Task item »
Each record must appear in the answer exactly as given.

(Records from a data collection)
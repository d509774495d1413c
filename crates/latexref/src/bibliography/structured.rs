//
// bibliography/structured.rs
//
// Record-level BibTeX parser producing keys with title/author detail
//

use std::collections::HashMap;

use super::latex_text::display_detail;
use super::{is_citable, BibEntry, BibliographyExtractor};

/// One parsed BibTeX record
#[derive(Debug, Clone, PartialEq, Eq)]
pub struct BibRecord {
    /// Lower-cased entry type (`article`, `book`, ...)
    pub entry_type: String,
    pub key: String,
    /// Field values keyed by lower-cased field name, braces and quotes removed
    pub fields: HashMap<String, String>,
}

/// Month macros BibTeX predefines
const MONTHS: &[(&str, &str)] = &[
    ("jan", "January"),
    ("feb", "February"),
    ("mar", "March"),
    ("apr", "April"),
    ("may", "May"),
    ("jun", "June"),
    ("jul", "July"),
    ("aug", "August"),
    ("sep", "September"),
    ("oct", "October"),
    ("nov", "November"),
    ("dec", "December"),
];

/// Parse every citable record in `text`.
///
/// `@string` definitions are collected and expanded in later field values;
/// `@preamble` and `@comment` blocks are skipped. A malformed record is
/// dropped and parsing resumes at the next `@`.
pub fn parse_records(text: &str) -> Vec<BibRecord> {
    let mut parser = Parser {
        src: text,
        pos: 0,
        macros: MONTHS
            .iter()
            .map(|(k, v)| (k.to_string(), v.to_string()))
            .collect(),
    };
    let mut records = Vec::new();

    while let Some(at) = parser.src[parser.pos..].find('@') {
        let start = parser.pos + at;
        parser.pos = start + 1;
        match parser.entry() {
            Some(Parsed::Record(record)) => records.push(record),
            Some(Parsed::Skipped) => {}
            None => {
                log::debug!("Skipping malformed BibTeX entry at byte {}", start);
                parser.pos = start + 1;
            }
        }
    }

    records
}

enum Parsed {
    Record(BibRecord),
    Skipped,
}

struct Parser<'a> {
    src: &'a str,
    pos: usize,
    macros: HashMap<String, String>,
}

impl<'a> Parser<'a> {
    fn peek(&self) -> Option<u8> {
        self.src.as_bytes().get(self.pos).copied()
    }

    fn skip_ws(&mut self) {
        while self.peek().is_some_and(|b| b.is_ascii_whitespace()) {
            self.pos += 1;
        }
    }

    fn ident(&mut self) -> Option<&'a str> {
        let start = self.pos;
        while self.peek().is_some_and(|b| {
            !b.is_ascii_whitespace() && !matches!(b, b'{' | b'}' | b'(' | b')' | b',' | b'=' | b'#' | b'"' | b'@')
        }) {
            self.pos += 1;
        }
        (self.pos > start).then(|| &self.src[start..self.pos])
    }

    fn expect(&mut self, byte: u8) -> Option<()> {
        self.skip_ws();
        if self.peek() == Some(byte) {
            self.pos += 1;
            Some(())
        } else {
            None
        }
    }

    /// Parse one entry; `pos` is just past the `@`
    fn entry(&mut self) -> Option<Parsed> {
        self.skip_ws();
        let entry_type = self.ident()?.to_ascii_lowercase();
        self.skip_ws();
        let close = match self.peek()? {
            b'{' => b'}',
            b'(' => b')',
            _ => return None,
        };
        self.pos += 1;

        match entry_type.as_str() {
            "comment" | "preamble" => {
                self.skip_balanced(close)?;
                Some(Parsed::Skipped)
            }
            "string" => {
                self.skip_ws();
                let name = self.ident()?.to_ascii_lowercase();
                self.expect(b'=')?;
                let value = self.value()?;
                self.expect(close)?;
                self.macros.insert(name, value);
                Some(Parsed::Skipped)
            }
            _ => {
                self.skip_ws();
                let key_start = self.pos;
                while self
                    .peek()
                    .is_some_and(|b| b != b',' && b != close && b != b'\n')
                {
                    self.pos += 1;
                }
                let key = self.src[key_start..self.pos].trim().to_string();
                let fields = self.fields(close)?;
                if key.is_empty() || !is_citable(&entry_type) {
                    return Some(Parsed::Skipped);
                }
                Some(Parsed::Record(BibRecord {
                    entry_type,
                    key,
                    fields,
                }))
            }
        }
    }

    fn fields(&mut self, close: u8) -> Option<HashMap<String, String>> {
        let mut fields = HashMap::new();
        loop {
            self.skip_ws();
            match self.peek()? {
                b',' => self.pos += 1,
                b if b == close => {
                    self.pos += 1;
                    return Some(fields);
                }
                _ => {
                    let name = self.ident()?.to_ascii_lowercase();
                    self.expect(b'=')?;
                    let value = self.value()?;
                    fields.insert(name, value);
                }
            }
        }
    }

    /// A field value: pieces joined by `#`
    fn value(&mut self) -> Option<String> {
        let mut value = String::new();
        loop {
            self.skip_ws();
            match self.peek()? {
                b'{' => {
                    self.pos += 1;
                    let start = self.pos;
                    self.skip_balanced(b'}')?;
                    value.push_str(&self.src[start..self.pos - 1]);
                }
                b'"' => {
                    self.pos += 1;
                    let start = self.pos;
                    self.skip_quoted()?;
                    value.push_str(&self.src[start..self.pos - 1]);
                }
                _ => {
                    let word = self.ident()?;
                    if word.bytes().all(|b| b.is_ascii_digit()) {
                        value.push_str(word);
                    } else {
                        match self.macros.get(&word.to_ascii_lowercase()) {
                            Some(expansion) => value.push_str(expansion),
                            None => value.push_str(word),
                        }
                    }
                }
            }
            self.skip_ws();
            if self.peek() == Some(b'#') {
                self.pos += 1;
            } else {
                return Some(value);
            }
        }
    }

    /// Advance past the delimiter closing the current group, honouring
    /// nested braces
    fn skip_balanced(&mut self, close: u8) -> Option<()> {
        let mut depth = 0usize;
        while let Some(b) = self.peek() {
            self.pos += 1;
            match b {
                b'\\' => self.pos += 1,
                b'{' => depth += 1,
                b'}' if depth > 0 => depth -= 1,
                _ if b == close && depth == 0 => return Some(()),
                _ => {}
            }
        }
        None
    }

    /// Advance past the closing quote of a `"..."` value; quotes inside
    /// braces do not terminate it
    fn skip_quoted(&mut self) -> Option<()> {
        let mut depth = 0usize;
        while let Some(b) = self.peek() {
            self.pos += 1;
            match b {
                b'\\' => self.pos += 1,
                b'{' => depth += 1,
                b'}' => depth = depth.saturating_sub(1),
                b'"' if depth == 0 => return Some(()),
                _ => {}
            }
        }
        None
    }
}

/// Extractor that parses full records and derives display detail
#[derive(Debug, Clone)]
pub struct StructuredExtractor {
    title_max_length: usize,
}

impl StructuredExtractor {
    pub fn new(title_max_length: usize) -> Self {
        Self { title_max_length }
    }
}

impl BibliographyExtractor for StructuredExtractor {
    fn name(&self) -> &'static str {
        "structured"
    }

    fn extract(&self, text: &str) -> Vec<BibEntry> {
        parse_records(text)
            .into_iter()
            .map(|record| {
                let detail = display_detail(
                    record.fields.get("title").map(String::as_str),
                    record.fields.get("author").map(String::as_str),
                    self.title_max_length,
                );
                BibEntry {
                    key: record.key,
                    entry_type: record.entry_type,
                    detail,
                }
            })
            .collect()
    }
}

Reply to the task »
repository d509774495d1413c
filename crates/latexref/src/bibliography/structured.rs
//
// bibliography/structured.rs
//
// Record-level BibTeX parser producing keys with title/author detail
//

use std::collections::HashMap;

use super::latex_text::display_detail;
use super::{is_citable, BibEntry, BibliographyExtractor};

/// One parsed BibTeX record
#[derive(Debug, Clone, PartialEq, Eq)]
pub struct BibRecord {
    /// Lower-cased entry type (`article`, `book`, ...)
    pub entry_type: String,
    pub key: String,
    /// Field values keyed by lower-cased field name, braces and quotes removed
    pub fields: HashMap<String, String>,
}

/// Month macros BibTeX predefines
const MONTHS: &[(&str, &str)] = &[
    ("jan", "January"),
    ("feb", "February"),
    ("mar", "March"),
    ("apr", "April"),
    ("may", "May"),
    ("jun", "June"),
    ("jul", "July"),
    ("aug", "August"),
    ("sep", "September"),
    ("oct", "October"),
    ("nov", "November"),
    ("dec", "December"),
];

/// Parse every citable record in `text`.
///
/// `@string` definitions are collected and expanded in later field values;
/// `@preamble` and `@comment` blocks are skipped. A malformed record is
/// dropped and parsing resumes at the next `@`.
pub fn parse_records(text: &str) -> Vec<BibRecord> {
    let mut parser = Parser {
        src: text,
        pos: 0,
        macros: MONTHS
            .iter()
            .map(|(k, v)| (k.to_string(), v.to_string()))
            .collect(),
    };
    let mut records = Vec::new();

    while let Some(at) = parser.src[parser.pos..].find('@') {
        let start = parser.pos + at;
        parser.pos = start + 1;
        match parser.entry() {
            Some(Parsed::Record(record)) => records.push(record),
            Some(Parsed::Skipped) => {}
            None => {
                log::debug!("Skipping malformed BibTeX entry at byte {}", start);
                parser.pos = start + 1;
            }
        }
    }

    records
}

enum Parsed {
    Record(BibRecord),
    Skipped,
}

struct Parser<'a> {
    src: &'a str,
    pos: usize,
    macros: HashMap<String, String>,
}

impl<'a> Parser<'a> {
    fn peek(&self) -> Option<u8> {
        self.src.as_bytes().get(self.pos).copied()
    }

    fn skip_ws(&mut self) {
        while self.peek().is_some_and(|b| b.is_ascii_whitespace()) {
            self.pos += 1;
        }
    }

    fn ident(&mut self) -> Option<&'a str> {
        let start = self.pos;
        while self.peek().is_some_and(|b| {
            !b.is_ascii_whitespace() && !matches!(b, b'{' | b'}' | b'(' | b')' | b',' | b'=' | b'#' | b'"' | b'@')
        }) {
            self.pos += 1;
        }
        (self.pos > start).then(|| &self.src[start..self.pos])
    }

    fn expect(&mut self, byte: u8) -> Option<()> {
        self.skip_ws();
        if self.peek() == Some(byte) {
            self.pos += 1;
            Some(())
        } else {
            None
        }
    }

    /// Parse one entry; `pos` is just past the `@`
    fn entry(&mut self) -> Option<Parsed> {
        self.skip_ws();
        let entry_type = self.ident()?.to_ascii_lowercase();
        self.skip_ws();
        let close = match self.peek()? {
            b'{' => b'}',
            b'(' => b')',
            _ => return None,
        };
        self.pos += 1;

        match entry_type.as_str() {
            "comment" | "preamble" => {
                self.skip_balanced(close)?;
                Some(Parsed::Skipped)
            }
            "string" => {
                self.skip_ws();
                let name = self.ident()?.to_ascii_lowercase();
                self.expect(b'=')?;
                let value = self.value()?;
                self.expect(close)?;
                self.macros.insert(name, value);
                Some(Parsed::Skipped)
            }
            _ => {
                self.skip_ws();
                let key_start = self.pos;
                while self
                    .peek()
                    .is_some_and(|b| b != b',' && b != close && b != b'\n')
                {
                    self.pos += 1;
                }
                let key = self.src[key_start..self.pos].trim().to_string();
                let fields = self.fields(close)?;
                if key.is_empty() || !is_citable(&entry_type) {
                    return Some(Parsed::Skipped);
                }
                Some(Parsed::Record(BibRecord {
                    entry_type,
                    key,
                    fields,
                }))
            }
        }
    }

    fn fields(&mut self, close: u8) -> Option<HashMap<String, String>> {
        let mut fields = HashMap::new();
        loop {
            self.skip_ws();
            match self.peek()? {
                b',' => self.pos += 1,
                b if b == close => {
                    self.pos += 1;
                    return Some(fields);
                }
                _ => {
                    let name = self.ident()?.to_ascii_lowercase();
                    self.expect(b'=')?;
                    let value = self.value()?;
                    fields.insert(name, value);
                }
            }
        }
    }

    /// A field value: pieces joined by `#`
    fn value(&mut self) -> Option<String> {
        let mut value = String::new();
        loop {
            self.skip_ws();
            match self.peek()? {
                b'{' => {
                    self.pos += 1;
                    let start = self.pos;
                    self.skip_balanced(b'}')?;
                    value.push_str(&self.src[start..self.pos - 1]);
                }
                b'"' => {
                    self.pos += 1;
                    let start = self.pos;
                    self.skip_quoted()?;
                    value.push_str(&self.src[start..self.pos - 1]);
                }
                _ => {
                    let word = self.ident()?;
                    if word.bytes().all(|b| b.is_ascii_digit()) {
                        value.push_str(word);
                    } else {
                        match self.macros.get(&word.to_ascii_lowercase()) {
                            Some(expansion) => value.push_str(expansion),
                            None => value.push_str(word),
                        }
                    }
                }
            }
            self.skip_ws();
            if self.peek() == Some(b'#') {
                self.pos += 1;
            } else {
                return Some(value);
            }
        }
    }

    /// Advance past the delimiter closing the current group, honouring
    /// nested braces
    fn skip_balanced(&mut self, close: u8) -> Option<()> {
        let mut depth = 0usize;
        while let Some(b) = self.peek() {
            self.pos += 1;
            match b {
                b'\\' => self.pos += 1,
                b'{' => depth += 1,
                b'}' if depth > 0 => depth -= 1,
                _ if b == close && depth == 0 => return Some(()),
                _ => {}
            }
        }
        None
    }

    /// Advance past the closing quote of a `"..."` value; quotes inside
    /// braces do not terminate it
    fn skip_quoted(&mut self) -> Option<()> {
        let mut depth = 0usize;
        while let Some(b) = self.peek() {
            self.pos += 1;
            match b {
                b'\\' => self.pos += 1,
                b'{' => depth += 1,
                b'}' => depth = depth.saturating_sub(1),
                b'"' if depth == 0 => return Some(()),
                _ => {}
            }
        }
        None
    }
}

/// Extractor that parses full records and derives display detail
#[derive(Debug, Clone)]
pub struct StructuredExtractor {
    title_max_length: usize,
}

impl StructuredExtractor {
    pub fn new(title_max_length: usize) -> Self {
        Self { title_max_length }
    }
}

impl BibliographyExtractor for StructuredExtractor {
    fn name(&self) -> &'static str {
        "structured"
    }

    fn extract(&self, text: &str) -> Vec<BibEntry> {
        parse_records(text)
            .into_iter()
            .map(|record| {
                let detail = display_detail(
                    record.fields.get("title").map(String::as_str),
                    record.fields.get("author").map(String::as_str),
                    self.title_max_length,
                );
                BibEntry {
                    key: record.key,
                    entry_type: record.entry_type,
                    detail,
                }
            })
            .collect()
    }
}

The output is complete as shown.